*** Information provided Section Begins ***

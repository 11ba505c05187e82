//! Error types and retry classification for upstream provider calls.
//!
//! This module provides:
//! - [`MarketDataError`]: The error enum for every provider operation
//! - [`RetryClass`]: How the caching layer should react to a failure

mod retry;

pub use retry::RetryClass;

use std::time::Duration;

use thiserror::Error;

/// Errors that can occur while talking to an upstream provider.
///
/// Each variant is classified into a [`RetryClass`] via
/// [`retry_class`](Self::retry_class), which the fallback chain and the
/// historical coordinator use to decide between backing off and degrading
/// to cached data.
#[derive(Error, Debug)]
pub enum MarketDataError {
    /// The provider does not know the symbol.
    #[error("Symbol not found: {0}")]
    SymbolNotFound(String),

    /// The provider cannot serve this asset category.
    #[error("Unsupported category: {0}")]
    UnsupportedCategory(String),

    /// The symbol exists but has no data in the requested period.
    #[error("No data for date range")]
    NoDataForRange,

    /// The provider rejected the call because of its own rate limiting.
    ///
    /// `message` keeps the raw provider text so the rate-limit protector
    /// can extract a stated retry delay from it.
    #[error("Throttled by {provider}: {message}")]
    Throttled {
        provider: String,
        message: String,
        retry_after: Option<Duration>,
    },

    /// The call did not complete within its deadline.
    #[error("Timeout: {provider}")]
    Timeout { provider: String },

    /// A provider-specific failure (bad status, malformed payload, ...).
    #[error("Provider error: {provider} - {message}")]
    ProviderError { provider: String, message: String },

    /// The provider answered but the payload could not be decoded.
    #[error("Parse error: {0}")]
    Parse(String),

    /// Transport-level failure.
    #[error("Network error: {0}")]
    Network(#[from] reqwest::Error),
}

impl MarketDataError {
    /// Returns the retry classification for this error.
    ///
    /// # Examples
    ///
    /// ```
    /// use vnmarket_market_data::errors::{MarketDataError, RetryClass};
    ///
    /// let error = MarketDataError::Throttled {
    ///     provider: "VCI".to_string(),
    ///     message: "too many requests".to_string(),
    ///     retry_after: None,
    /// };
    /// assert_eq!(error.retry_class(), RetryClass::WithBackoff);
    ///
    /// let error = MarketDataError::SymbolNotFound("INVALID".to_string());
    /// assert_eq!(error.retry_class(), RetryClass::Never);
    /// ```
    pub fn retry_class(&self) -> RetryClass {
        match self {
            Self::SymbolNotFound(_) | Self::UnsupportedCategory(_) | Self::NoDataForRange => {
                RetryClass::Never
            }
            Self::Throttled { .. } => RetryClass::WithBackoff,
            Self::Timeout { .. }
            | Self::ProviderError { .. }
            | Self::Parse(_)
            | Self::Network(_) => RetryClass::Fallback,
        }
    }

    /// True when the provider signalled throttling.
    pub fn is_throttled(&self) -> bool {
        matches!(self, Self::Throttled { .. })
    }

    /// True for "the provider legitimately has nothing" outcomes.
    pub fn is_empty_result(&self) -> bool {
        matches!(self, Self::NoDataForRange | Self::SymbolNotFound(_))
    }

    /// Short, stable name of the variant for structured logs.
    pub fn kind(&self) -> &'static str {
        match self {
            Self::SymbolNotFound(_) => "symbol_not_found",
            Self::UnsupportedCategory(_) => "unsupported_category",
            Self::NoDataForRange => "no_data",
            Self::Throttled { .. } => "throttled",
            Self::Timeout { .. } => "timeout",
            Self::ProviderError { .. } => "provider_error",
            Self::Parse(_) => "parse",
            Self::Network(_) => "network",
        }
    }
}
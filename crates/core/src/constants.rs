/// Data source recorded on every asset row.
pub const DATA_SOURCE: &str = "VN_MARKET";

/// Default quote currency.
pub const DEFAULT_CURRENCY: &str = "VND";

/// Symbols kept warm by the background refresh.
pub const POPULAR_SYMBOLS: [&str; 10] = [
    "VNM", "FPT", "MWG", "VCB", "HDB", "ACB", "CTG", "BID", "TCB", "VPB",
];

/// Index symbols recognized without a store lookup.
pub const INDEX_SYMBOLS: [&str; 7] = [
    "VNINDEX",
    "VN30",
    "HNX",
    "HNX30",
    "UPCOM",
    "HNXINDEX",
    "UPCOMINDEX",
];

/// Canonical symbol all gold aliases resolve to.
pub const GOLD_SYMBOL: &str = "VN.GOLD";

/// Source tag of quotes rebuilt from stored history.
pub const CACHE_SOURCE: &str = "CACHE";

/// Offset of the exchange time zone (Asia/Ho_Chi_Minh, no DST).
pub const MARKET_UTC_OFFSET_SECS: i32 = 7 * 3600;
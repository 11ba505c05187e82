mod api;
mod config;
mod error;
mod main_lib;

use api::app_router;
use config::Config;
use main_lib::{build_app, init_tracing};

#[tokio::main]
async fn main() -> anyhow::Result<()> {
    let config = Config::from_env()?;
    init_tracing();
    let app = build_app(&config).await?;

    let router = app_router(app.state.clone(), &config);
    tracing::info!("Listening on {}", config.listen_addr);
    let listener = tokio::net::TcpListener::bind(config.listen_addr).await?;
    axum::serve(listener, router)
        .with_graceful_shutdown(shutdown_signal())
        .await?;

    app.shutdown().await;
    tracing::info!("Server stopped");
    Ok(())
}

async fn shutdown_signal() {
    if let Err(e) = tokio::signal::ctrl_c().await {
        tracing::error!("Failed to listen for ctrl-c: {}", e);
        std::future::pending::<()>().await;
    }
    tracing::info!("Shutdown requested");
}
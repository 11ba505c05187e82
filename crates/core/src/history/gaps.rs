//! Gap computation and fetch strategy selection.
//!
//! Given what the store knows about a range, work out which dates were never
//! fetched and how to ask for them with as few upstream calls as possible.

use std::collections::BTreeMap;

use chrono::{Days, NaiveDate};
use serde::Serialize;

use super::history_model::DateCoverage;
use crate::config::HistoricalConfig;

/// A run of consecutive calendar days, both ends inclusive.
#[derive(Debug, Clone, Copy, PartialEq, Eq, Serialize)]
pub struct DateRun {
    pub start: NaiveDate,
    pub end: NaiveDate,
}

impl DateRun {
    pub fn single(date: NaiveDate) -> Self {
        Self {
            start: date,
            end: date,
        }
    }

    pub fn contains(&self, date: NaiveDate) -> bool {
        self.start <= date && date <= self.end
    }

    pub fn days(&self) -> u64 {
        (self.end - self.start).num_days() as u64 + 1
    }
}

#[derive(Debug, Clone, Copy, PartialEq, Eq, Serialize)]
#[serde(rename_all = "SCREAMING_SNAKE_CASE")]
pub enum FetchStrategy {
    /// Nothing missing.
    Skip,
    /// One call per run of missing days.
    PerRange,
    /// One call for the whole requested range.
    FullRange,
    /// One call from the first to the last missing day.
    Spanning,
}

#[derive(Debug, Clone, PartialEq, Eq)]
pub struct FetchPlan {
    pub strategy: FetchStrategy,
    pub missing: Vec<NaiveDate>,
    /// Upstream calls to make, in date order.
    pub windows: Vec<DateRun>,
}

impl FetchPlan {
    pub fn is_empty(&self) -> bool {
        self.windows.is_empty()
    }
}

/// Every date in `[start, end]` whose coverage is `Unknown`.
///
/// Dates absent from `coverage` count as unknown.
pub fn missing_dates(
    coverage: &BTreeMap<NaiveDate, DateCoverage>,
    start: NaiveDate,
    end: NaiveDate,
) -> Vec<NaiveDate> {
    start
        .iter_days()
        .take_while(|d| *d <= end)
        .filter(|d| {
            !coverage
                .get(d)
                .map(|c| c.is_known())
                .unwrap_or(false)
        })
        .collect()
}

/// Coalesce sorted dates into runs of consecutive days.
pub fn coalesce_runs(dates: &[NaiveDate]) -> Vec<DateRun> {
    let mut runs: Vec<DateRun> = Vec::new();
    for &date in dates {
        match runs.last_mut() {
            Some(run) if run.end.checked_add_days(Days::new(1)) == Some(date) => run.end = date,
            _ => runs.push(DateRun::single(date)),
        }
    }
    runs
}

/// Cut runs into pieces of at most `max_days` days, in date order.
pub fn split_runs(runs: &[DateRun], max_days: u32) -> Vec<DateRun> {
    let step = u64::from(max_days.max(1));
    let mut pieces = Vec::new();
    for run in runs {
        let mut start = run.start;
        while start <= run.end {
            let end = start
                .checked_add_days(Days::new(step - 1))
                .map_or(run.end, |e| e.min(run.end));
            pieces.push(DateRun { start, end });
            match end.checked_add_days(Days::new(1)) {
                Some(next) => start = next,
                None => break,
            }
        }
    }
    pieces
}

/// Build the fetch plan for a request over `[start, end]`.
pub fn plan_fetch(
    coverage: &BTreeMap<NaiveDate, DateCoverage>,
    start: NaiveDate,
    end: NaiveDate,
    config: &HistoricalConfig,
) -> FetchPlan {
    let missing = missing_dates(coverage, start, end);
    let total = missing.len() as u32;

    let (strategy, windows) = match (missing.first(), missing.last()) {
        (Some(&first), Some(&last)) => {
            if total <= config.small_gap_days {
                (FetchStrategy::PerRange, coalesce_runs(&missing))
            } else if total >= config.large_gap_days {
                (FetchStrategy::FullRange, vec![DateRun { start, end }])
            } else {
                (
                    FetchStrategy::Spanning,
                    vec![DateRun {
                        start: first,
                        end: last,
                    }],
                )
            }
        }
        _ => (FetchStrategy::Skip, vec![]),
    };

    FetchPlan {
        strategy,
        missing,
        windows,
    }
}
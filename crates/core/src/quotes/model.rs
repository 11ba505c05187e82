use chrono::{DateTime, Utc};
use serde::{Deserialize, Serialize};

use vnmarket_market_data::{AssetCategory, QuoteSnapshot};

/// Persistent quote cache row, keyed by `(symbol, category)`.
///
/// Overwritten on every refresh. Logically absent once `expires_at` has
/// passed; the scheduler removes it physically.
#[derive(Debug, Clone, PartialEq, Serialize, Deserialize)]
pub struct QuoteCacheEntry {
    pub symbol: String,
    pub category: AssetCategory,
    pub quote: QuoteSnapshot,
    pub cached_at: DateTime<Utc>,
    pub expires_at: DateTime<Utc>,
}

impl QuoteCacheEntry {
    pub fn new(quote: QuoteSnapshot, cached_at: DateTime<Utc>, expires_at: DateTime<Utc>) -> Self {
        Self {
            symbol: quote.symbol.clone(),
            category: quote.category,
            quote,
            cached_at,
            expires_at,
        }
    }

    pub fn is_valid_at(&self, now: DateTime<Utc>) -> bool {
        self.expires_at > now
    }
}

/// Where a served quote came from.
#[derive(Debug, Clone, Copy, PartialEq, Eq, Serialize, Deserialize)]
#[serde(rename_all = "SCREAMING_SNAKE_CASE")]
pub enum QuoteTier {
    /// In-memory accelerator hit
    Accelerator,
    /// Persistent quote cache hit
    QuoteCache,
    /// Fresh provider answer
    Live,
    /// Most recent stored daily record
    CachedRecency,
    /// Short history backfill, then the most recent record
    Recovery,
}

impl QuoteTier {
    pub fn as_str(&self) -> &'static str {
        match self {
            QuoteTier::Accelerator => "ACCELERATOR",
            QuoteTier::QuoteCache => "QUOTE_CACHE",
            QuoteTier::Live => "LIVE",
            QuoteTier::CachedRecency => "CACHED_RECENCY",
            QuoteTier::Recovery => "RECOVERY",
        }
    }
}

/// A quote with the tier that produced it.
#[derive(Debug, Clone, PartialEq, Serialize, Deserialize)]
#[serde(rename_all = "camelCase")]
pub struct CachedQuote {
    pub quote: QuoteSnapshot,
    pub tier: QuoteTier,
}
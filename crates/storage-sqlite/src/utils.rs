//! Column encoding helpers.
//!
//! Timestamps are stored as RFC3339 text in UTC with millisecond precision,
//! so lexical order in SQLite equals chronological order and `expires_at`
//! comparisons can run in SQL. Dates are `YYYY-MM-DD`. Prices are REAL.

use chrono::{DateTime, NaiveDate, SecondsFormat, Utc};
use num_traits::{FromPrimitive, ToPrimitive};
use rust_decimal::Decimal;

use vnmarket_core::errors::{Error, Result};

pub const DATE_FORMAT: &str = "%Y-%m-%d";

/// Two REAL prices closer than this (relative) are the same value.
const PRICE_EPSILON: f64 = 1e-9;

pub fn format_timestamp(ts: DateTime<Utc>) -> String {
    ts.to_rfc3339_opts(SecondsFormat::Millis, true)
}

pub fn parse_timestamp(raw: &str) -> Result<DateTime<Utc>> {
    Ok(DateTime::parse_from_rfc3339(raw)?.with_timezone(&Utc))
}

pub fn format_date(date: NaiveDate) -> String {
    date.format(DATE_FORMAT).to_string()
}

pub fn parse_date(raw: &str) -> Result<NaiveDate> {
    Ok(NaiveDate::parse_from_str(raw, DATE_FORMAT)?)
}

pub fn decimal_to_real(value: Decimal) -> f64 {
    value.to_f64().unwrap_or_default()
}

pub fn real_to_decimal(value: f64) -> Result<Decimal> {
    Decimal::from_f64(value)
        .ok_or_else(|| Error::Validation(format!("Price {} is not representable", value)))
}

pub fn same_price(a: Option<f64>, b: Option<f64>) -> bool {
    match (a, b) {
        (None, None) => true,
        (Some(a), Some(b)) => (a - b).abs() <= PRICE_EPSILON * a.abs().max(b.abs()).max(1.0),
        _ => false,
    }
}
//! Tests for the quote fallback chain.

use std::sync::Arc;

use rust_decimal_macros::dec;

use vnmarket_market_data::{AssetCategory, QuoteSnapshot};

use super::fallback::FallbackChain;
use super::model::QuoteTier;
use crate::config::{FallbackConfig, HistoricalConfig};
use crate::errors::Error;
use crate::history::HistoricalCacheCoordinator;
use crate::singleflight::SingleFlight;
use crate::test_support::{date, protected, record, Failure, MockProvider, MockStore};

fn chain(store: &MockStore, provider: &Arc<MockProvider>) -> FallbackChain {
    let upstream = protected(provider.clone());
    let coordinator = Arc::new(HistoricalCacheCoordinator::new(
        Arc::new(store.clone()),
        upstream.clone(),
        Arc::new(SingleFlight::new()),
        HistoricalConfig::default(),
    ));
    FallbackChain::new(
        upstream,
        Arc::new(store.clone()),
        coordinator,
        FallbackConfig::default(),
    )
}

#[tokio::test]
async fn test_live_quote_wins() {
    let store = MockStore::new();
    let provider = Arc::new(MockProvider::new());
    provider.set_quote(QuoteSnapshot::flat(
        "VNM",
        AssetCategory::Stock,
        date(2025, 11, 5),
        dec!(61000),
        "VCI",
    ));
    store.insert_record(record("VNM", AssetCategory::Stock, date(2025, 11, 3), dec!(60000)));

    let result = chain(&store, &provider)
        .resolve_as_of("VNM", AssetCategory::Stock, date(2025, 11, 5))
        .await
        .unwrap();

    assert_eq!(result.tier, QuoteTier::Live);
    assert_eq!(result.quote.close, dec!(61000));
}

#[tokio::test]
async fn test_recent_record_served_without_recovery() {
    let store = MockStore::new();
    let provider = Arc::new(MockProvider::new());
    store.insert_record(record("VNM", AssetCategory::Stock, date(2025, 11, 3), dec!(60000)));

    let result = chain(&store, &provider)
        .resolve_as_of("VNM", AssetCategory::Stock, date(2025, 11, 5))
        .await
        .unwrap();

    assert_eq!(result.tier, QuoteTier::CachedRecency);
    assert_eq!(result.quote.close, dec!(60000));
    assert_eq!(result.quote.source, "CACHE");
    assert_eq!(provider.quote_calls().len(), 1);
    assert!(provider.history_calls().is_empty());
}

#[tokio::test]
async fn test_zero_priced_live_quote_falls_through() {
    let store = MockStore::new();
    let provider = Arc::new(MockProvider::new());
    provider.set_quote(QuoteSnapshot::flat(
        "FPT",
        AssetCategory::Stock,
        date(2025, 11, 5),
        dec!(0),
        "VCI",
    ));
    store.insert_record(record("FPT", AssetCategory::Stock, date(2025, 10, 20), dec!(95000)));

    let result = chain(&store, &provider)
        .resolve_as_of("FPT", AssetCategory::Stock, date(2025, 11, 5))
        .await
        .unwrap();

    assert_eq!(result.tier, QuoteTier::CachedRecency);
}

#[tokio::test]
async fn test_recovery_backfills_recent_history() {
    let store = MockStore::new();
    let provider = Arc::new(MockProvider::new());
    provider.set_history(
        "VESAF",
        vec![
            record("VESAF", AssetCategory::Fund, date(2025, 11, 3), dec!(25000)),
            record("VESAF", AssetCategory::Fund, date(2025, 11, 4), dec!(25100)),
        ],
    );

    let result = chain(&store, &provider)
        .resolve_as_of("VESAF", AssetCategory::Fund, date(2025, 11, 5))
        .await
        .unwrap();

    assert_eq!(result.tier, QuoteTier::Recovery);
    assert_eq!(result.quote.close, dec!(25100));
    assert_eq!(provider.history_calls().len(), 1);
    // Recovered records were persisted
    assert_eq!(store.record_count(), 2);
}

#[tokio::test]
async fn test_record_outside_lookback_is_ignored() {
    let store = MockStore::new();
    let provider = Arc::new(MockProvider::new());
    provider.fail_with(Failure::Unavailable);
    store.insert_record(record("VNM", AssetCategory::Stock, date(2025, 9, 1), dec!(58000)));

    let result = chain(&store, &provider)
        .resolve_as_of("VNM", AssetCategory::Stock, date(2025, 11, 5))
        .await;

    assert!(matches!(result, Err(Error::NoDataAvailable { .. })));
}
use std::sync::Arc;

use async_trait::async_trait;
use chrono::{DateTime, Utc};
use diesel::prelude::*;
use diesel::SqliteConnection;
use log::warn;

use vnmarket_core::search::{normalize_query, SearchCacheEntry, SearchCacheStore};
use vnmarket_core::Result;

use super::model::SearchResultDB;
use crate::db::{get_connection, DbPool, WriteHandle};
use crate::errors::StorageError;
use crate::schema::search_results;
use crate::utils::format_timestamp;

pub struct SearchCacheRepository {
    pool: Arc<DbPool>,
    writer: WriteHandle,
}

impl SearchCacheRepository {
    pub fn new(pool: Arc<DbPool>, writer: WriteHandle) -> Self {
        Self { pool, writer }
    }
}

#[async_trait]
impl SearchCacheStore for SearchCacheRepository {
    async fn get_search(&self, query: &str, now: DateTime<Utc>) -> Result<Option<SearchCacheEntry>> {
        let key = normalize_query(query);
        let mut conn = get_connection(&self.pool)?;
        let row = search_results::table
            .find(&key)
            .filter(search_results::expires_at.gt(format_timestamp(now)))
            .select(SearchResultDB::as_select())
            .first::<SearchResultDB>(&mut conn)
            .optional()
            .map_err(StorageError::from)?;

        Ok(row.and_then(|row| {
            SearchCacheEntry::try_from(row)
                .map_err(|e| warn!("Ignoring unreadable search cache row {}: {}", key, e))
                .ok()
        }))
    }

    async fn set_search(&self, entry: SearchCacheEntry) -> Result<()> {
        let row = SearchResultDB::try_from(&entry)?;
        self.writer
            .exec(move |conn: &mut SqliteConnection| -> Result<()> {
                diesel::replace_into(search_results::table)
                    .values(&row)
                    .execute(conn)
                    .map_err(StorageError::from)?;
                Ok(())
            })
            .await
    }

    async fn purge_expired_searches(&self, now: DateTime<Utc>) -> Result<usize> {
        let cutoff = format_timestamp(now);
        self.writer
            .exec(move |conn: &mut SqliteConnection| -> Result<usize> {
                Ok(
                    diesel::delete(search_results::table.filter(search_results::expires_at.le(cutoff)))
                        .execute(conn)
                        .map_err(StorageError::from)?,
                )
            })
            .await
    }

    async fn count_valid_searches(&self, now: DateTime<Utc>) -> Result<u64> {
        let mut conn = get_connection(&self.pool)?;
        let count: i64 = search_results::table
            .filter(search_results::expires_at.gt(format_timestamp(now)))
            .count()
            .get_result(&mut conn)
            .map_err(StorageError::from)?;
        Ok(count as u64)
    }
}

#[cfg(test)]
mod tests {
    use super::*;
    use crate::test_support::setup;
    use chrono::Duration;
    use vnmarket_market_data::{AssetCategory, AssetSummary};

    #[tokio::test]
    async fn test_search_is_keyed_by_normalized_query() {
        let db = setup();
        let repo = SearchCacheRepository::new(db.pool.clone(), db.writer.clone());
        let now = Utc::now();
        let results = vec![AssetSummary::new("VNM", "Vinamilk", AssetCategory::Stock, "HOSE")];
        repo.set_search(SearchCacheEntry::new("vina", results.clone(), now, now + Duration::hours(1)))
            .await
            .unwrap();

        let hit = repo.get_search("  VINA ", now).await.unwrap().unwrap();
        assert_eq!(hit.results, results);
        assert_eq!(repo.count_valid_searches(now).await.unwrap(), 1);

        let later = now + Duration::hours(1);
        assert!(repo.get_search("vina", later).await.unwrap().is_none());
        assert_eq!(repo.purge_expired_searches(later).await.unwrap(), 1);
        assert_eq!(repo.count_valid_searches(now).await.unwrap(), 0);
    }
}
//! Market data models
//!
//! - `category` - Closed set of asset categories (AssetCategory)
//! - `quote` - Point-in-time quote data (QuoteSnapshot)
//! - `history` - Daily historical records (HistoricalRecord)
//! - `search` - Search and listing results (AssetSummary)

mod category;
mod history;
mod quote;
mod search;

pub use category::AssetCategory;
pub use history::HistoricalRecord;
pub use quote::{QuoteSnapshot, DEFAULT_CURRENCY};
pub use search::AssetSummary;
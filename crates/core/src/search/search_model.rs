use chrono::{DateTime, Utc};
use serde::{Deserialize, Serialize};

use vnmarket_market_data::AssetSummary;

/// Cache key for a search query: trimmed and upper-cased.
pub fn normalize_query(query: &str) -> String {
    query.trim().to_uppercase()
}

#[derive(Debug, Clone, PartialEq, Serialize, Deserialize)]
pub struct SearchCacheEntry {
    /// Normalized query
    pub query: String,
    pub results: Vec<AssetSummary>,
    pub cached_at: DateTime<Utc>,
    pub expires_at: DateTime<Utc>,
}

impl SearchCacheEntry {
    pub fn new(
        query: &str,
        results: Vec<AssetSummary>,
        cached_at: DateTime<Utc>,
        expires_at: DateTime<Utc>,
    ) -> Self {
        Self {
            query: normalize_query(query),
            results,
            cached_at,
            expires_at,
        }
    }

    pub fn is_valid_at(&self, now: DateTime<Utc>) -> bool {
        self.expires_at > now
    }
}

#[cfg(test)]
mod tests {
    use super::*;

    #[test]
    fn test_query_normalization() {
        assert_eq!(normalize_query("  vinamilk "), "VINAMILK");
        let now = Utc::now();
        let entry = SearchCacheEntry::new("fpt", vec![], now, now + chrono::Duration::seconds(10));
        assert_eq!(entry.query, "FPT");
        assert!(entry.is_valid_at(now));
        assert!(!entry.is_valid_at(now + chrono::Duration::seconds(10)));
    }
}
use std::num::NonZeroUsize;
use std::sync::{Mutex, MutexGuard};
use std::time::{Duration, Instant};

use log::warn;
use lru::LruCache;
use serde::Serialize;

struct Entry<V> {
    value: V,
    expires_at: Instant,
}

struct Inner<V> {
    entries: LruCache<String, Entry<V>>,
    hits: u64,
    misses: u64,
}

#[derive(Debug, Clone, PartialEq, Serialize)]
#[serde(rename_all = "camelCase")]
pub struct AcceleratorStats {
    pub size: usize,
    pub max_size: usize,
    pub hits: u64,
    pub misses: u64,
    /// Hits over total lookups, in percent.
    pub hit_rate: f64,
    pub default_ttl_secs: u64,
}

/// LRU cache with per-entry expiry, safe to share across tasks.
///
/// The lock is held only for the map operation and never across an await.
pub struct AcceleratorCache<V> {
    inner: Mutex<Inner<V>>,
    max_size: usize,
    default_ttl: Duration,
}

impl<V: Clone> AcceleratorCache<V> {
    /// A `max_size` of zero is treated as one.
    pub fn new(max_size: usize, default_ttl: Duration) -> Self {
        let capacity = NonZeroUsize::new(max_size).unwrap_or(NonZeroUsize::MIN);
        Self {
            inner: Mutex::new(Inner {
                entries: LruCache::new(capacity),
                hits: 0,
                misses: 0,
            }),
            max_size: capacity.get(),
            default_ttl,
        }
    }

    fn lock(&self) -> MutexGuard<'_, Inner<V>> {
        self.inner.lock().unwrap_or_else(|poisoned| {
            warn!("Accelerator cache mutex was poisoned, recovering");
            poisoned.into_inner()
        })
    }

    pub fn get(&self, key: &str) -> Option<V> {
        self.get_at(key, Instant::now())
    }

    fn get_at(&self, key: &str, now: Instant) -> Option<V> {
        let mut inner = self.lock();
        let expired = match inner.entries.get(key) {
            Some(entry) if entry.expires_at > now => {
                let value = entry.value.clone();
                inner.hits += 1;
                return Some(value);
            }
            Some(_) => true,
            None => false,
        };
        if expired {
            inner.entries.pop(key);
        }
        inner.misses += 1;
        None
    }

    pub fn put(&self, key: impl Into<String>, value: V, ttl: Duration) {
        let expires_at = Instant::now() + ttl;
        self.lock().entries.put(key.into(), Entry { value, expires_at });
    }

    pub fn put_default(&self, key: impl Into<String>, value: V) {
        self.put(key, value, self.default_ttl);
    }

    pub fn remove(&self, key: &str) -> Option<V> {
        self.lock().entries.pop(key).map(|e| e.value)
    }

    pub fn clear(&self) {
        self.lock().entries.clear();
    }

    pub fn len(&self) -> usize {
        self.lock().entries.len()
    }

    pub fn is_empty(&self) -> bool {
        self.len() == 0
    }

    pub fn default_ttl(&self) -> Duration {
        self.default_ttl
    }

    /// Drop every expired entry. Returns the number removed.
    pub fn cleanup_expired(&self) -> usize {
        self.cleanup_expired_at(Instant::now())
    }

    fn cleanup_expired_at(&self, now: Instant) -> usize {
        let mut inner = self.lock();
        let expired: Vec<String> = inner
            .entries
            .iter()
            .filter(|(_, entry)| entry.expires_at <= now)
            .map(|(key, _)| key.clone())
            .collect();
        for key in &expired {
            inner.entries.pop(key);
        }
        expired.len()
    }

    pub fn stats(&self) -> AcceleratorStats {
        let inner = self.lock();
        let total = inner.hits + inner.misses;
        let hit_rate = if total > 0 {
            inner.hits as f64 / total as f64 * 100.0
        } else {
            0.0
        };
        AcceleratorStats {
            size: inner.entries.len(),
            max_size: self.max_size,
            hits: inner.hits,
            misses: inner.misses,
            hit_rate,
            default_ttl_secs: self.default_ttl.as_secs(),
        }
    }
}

*** Information provided Section Ends ***

## Your assignment
Give back exactly the lines above starting at the line where "async fn test_search_is_keyed_by_normalized_query()" appears and ending at the line where "use vnmarket_market_data::AssetSummary;" appears, both included, with no other lines.

## Worked solution
    async fn test_search_is_keyed_by_normalized_query() {
        let db = setup();
        let repo = SearchCacheRepository::new(db.pool.clone(), db.writer.clone());
        let now = Utc::now();
        let results = vec![AssetSummary::new("VNM", "Vinamilk", AssetCategory::Stock, "HOSE")];
        repo.set_search(SearchCacheEntry::new("vina", results.clone(), now, now + Duration::hours(1)))
            .await
            .unwrap();

        let hit = repo.get_search("  VINA ", now).await.unwrap().unwrap();
        assert_eq!(hit.results, results);
        assert_eq!(repo.count_valid_searches(now).await.unwrap(), 1);

        let later = now + Duration::hours(1);
        assert!(repo.get_search("vina", later).await.unwrap().is_none());
        assert_eq!(repo.purge_expired_searches(later).await.unwrap(), 1);
        assert_eq!(repo.count_valid_searches(now).await.unwrap(), 0);
    }
}
//! Market data models
//!
//! - `category` - Closed set of asset categories (AssetCategory)
//! - `quote` - Point-in-time quote data (QuoteSnapshot)
//! - `history` - Daily historical records (HistoricalRecord)
//! - `search` - Search and listing results (AssetSummary)

mod category;
mod history;
mod quote;
mod search;

pub use category::AssetCategory;
pub use history::HistoricalRecord;
pub use quote::{QuoteSnapshot, DEFAULT_CURRENCY};
pub use search::AssetSummary;
filename crates/core/src/search/search_model.rs
use chrono::{DateTime, Utc};
use serde::{Deserialize, Serialize};

use vnmarket_market_data::AssetSummary;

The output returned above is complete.